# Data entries
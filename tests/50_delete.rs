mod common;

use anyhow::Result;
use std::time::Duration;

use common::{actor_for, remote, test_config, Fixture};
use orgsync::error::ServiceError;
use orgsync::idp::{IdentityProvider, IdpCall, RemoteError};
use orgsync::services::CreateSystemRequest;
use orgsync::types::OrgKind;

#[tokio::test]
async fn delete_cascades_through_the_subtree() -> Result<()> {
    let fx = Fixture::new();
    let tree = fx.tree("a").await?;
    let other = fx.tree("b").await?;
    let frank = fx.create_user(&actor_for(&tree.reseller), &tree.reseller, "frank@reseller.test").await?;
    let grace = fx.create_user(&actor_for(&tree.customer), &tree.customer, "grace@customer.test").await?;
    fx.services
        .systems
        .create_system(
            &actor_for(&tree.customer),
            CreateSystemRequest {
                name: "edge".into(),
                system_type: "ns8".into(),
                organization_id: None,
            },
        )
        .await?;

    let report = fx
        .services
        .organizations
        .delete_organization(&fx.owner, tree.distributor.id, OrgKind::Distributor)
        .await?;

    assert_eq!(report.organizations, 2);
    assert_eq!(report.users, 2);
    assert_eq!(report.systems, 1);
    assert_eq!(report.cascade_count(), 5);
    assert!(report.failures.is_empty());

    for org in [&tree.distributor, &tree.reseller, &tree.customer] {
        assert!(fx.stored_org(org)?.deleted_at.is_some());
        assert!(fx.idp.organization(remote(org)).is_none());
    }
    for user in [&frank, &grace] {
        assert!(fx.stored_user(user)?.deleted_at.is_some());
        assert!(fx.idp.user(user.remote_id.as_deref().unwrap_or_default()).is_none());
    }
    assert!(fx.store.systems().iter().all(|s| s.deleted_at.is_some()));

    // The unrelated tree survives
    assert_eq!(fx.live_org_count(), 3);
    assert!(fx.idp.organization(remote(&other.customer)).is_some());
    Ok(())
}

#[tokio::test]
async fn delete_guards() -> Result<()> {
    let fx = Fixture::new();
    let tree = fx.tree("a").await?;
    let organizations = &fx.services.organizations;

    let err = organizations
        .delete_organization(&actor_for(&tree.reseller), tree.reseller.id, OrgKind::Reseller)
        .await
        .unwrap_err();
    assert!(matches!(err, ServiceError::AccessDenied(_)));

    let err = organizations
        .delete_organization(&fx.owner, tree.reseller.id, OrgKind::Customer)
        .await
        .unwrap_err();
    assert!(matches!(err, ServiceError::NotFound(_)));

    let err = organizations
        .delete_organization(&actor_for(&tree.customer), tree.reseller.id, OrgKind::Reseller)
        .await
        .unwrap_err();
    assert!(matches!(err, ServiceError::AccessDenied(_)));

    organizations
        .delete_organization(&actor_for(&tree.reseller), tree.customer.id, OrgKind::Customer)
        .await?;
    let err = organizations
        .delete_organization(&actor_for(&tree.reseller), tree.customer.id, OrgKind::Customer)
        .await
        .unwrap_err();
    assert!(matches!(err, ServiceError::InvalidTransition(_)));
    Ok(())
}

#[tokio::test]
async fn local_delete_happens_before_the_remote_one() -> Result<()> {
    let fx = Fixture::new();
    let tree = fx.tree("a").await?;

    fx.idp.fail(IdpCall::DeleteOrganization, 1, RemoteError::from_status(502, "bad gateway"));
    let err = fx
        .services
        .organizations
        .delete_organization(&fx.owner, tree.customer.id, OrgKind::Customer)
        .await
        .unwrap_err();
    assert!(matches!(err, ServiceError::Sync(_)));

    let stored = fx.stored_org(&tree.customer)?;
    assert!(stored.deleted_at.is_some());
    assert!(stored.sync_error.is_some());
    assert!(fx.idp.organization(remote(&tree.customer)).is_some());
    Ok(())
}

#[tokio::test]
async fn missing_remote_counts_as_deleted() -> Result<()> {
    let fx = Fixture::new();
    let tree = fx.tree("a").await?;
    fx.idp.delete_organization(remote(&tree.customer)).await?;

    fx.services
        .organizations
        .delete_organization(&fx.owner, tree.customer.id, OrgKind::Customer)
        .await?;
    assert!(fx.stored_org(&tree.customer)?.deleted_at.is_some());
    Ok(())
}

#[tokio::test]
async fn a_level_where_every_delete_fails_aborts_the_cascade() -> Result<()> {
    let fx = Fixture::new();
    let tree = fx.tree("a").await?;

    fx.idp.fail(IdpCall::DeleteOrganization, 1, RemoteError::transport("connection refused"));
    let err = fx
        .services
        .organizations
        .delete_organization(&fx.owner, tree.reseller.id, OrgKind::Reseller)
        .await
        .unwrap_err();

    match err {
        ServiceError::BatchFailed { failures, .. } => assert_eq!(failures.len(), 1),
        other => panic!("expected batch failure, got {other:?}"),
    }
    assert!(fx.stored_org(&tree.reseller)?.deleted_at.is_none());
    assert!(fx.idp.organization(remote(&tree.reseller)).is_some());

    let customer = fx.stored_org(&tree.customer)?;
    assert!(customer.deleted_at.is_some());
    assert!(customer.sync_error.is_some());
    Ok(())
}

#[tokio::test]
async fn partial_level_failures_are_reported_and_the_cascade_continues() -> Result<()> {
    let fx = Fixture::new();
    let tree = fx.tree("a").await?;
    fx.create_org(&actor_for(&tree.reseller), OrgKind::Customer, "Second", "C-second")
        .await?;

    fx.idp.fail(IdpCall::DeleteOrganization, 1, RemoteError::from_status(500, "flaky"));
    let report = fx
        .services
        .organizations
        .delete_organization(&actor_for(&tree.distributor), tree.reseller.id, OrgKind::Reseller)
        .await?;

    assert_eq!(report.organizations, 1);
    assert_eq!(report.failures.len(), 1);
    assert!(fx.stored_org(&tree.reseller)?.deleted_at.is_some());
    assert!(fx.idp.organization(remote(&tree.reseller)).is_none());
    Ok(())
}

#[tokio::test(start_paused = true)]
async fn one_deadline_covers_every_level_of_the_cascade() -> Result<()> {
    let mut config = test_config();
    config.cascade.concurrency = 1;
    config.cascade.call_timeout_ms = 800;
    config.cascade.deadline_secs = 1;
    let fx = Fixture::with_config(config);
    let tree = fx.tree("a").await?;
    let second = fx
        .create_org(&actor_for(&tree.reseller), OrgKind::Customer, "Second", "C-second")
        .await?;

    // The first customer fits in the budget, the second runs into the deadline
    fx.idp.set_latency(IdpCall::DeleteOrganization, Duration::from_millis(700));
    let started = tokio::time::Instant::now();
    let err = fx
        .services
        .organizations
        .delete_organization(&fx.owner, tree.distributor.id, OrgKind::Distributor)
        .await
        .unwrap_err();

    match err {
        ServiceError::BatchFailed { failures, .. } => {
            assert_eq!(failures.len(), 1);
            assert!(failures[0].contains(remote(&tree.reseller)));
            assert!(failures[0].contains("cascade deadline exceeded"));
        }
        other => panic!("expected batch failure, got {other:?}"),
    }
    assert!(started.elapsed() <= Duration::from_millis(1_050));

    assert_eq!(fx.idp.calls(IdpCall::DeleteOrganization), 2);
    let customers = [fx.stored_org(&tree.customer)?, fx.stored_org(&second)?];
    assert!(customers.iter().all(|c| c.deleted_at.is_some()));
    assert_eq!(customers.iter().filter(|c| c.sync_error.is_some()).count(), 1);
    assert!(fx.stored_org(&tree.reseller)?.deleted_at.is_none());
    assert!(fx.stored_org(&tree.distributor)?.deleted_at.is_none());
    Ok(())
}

# The task
Across the records, how many lines contain "customers"? Only the number should be given.

# Response box
3